Nahdatul Ulama Menjaga Nilai Kebudayaan Memajukan Peradaban

Agama | Tuesday, 07 Feb 2023, 13:40 WIB

Nahdatul Ulama adalah organisasi keagamaan yang didirikan pada tanggal 16 Rajab 1344 Hijriyah dan bertepatan dengan 31 Januari 1926 Masehi di Surabaya. Didirikan oleh ulama-ulama terkemuka seperti K.H. Hasyim Asy`ari, K.H. Abdul Wahab Hasbullah, dan K.H. Bisri Syansuri dan beberapa tokoh agama islam lainnya. Nahdatul Ulama atau yang dapat diartikan sebagai Kebangkitan Para Ulama didirikan sebagai jawaban dan bukti konkret dari perjuangan umat Islam menentang penjajahan kolonial Belanda. Bagaimana tidak, kemiskinan dan kebodohan yang terjadi di masa itu begitu merajalela dan meresahkan para ulama, belum lagi fenomena kemaksiatan yang mengiringi praktik penjajahan semakin membuat kehidupan masyarakat menjadi kian terbelakang.

Momen kebangkitan nasional yang digaungkan pada tahun 1908 nyatanya telah membuka mata rakyat Indonesia untuk berjuang melawan penjajahan sebagai sebuah kesatuan dan pembelaan terhadap tumpah darah bangsa. Hampir seluruh lapisan masyarakat menggaungkan suara yang sama, perlawanan terhadap segala praktik penjajahan dan kolonialisme terhadap tanah air dan bangsa. Umat islam tidak tinggal diam melihat perjuangan kemerdekaan melawan penjajah dalam periode ini, organisasi-organisasi seperti Nahdatul Wathan, Nahdatul Fikr, bahkan Nahdatu Tujjar pun didirikan.

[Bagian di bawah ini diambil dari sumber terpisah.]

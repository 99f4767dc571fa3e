pub use std::sync::atomic::Ordering;

#[cfg(not(loom))] pub use std::{
    sync::{
        Arc, Mutex, Condvar,
        atomic::{AtomicU32, AtomicUsize, AtomicBool},
    },
    thread,
};


#[cfg(loom)] pub use loom::{
    sync::{
        Arc, Mutex, Condvar,
        atomic::{AtomicU32, AtomicUsize, AtomicBool},
    },
    thread
};
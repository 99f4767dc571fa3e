use crate::core::context::TaskContext;
use crate::core::pool::TaskPool;

/// The work class of a task.
///
/// Selects which pool or lane a task is routed to and which ordering
/// guarantees apply to it.
#[derive(Copy, Clone, Debug, PartialEq, Eq, Hash)]
pub enum TaskType {
    /// CPU-bound, latency-sensitive work. Runs on the small pool.
    Small,
    /// CPU or IO-bound, throughput-oriented work. Runs on the large pool.
    Large,
    /// Work that must run on the thread owning the graphics/UI context.
    /// Queued until the main thread pumps it.
    MainThread,
    /// Per-frame logic. Runs on the small pool, tracked by the drain
    /// barrier the main-thread pump waits on.
    GameLogic,
    /// Background file I/O. Serialized so that at most one runs at a time.
    File,
}

impl TaskType {
    // Only these two classes have dedicated worker threads. The other types
    // are layered on top of them or on the main thread.
    pub(crate) fn is_pool_class(self) -> bool {
        matches!(self, TaskType::Small | TaskType::Large)
    }
}

/// A unit of schedulable work.
///
/// A task has no identity beyond its closure: ownership transfers into a
/// queue at submission and the task is invoked exactly once.
pub type TaskFn = Box<dyn FnOnce(&TaskContext) + Send + 'static>;

/// Boxes a closure into a [`TaskFn`].
pub fn task<F>(f: F) -> TaskFn
where F: FnOnce(&TaskContext) + Send + 'static
{
    Box::new(f)
}

/// What actually sits in the queues: the closure plus the type it was
/// submitted as, so the worker can build the right context for it.
pub(crate) struct ScheduledTask {
    kind: TaskType,
    run: TaskFn,
}

impl ScheduledTask {
    pub fn new(kind: TaskType, run: TaskFn) -> Self {
        ScheduledTask { kind, run }
    }

    /// Execute the task with a freshly constructed context.
    ///
    /// `follow_on` is the pool handed to the task for scheduling more work.
    /// A panic in the task body is fatal: engine state must be assumed
    /// corrupted, so we abort rather than let the fault propagate silently.
    pub fn execute(self, follow_on: &TaskPool) {
        let ctx = TaskContext::new(self.kind, follow_on.clone());
        let guard = FatalOnPanic { kind: self.kind };
        (self.run)(&ctx);
        std::mem::forget(guard);
    }
}

struct FatalOnPanic {
    kind: TaskType,
}

impl Drop for FatalOnPanic {
    fn drop(&mut self) {
        log::error!("{:?} task panicked; aborting", self.kind);
        eprintln!("{:?} task panicked; aborting", self.kind);
        std::process::abort();
    }
}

Nahdatul Wathan sebagai saah satu organisasi pertama yang didirikan pada tahun 1916 sebagai wadah pergerakan melawan kolonialisme dan penjajahan terhadap tanah air, sejalan dengan namanya yang dapat diartikan sebagai Kebangkitan Tanah Air. Sementara itu, Nahdatul Fikr atau juga dikenal sebagai Tashwirul Afkar didirikan pada tahun 1918 sebagai wadah pendidikan sosial politik dan keagamaan bagi lapisan masyarakat yang terdiri dari para santri dan pelajar. Pendirian Nahdatul Fikr inilah yang kemudian menginisiasi pendirian Nahdatu Tujjar atau bisa diartikan pergerakan kaum pedagang sebagai lembaga yang berfokus pada pengembangan dan penguatan ekonomi rakyat.

Setelah memiliki lembaga yang berfokus kepada pengembangan dan penguatan ekonomi rakyat dalam bentuk Nahdatu Tujjar, Nahdatul Fikr kemudian berevolusi menjadi lembaga yang lebih focus memperhatikan bidang pendidikan rakyat. Hal ini terbukti dengan didirikannya berbagai madrasah-madrasah dan balai pendidikan dengan mendapat bantuan dana dari pergerakan Nahdatu Tujjar. Dari pergerakan berbagai organisasi islam yang demikian masif, kemudian muncul sebuah gagasan untuk membentuk organisasi yang lebih sistematis dan komperhensif guna melindungi ummat dari pekermbangan zaman dengan arah yang salah. Organisasi yang kemudian didirikan tersebut diberi nama Nahdatul Ulama yang didirikan setelah bermusyawarah dengan para kiai atau pemuka agama islam.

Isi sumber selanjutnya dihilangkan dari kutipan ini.